About this exercise: From the material below, return every line that includes "else".

--- Provided information Enclosed Below ---

//! Signature checks and parameter extraction for `#[supports_callbacks]`.

use proc_macro2::{Span, TokenStream};
use quote::{format_ident, quote};
use syn::{
    FnArg, GenericArgument, Ident, Pat, PathArguments, ReturnType, Signature, Type,
    spanned::Spanned,
};

/// Rejects signatures the generated registry cannot wrap.
///
/// The target must be a plain, synchronous, non-generic free function whose
/// parameters are owned values.
pub(crate) fn validate(sig: &Signature) -> syn::Result<()> {
    if let Some(asyncness) = &sig.asyncness {
        return Err(syn::Error::new_spanned(
            asyncness,
            "#[supports_callbacks] cannot be applied to async functions",
        ));
    }
    if let Some(constness) = &sig.constness {
        return Err(syn::Error::new_spanned(
            constness,
            "#[supports_callbacks] cannot be applied to const functions",
        ));
    }
    if let Some(unsafety) = &sig.unsafety {
        return Err(syn::Error::new_spanned(
            unsafety,
            "#[supports_callbacks] cannot be applied to unsafe functions",
        ));
    }
    if let Some(abi) = &sig.abi {
        return Err(syn::Error::new_spanned(
            abi,
            "#[supports_callbacks] cannot be applied to extern functions",
        ));
    }
    if !sig.generics.params.is_empty() || sig.generics.where_clause.is_some() {
        return Err(syn::Error::new_spanned(
            &sig.generics,
            "#[supports_callbacks] does not support generic parameters",
        ));
    }
    if let Some(variadic) = &sig.variadic {
        return Err(syn::Error::new_spanned(
            variadic,
            "#[supports_callbacks] does not support variadic functions",
        ));
    }

    for arg in &sig.inputs {
        match arg {
            FnArg::Receiver(receiver) => {
                return Err(syn::Error::new_spanned(
                    receiver,
                    "#[supports_callbacks] functions cannot have a `self` receiver; \
                     wrap methods with `MethodCallbacks` instead",
                ));
            }
            FnArg::Typed(pat_type) => check_owned(&pat_type.ty)?,
        }
    }

    if let ReturnType::Type(_, ty) = &sig.output
        && let Type::ImplTrait(_) = &**ty
    {
        return Err(syn::Error::new_spanned(
            ty,
            "#[supports_callbacks] does not support `impl Trait` return types",
        ));
    }

    Ok(())
}

fn check_owned(ty: &Type) -> syn::Result<()> {
    match ty {
        Type::Reference(_) => Err(syn::Error::new_spanned(
            ty,
            "#[supports_callbacks] parameters must be owned values; \
             listeners receive them by reference",
        )),
        Type::ImplTrait(_) => Err(syn::Error::new_spanned(
            ty,
            "#[supports_callbacks] does not support `impl Trait` parameters",
        )),
        Type::Paren(inner) => check_owned(&inner.elem),
        Type::Group(inner) => check_owned(&inner.elem),
        _ => Ok(()),
    }
}

/// One parameter of the wrapped function.
pub(crate) struct Param {
    /// Binding used by the generated wrapper.
    pub ident: Ident,
    /// Declared type.
    pub ty: Type,
}

/// Extracts the parameters, naming pattern parameters positionally.
pub(crate) fn params(sig: &Signature) -> Vec<Param> {
    sig.inputs
        .iter()
        .enumerate()
        .filter_map(|(index, arg)| match arg {
            FnArg::Typed(pat_type) => {
                let ident = match &*pat_type.pat {
                    Pat::Ident(pat_ident) if pat_ident.subpat.is_none() => pat_ident.ident.clone(),
                    other => format_ident!("__callhooks_arg{}", index, span = other.span()),
                };
                Some(Param {
                    ident,
                    ty: (*pat_type.ty).clone(),
                })
            }
            FnArg::Receiver(_) => None,
        })
        .collect()
}

/// Result and error types of the registry wrapping a function.
pub(crate) struct Output {
    /// Value type handed to `on_return` listeners.
    pub result: TokenStream,
    /// Error type, `Infallible` for functions that cannot fail.
    pub error: TokenStream,
    /// Whether the declared return type is `Result<R, E>`.
    pub fallible: bool,
}

/// Splits the return type into the registry's result and error types.
///
/// Only a return type spelled `Result<R, E>` (under any path) is treated as
/// fallible. Single-parameter aliases such as `io::Result<T>` are wrapped as
/// plain values.
pub(crate) fn output(sig: &Signature) -> Output {
    let ty = match &sig.output {
        ReturnType::Default => {
            return Output {
                result: quote!(()),
                error: quote!(::core::convert::Infallible),
                fallible: false,
            };
        }
        ReturnType::Type(_, ty) => &**ty,
    };

    if let Some((ok, err)) = result_parts(ty) {
        return Output {
            result: quote!(#ok),
            error: quote!(#err),
            fallible: true,
        };
    }

    Output {
        result: quote!(#ty),
        error: quote_infallible(ty.span()),
        fallible: false,
    }
}

fn quote_infallible(span: Span) -> TokenStream {
    quote::quote_spanned!(span=> ::core::convert::Infallible)
}

fn result_parts(ty: &Type) -> Option<(&Type, &Type)> {
    let Type::Path(path) = ty else {
        return None;
    };
    if path.qself.is_some() {
        return None;
    }
    let last = path.path.segments.last()?;
    if last.ident != "Result" {
        return None;
    }
    let PathArguments::AngleBracketed(args) = &last.arguments else {
        return None;
    };
    let mut types = args.args.iter().filter_map(|arg| match arg {
        GenericArgument::Type(ty) => Some(ty),
        _ => None,
    });
    match (types.next(), types.next(), types.next()) {
        (Some(ok), Some(err), None) => Some((ok, err)),
        _ => None,
    }
}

--- End of Enclosed Provided information ---

Final answer:
    let Type::Path(path) = ty else {
    let PathArguments::AngleBracketed(args) = &last.arguments else {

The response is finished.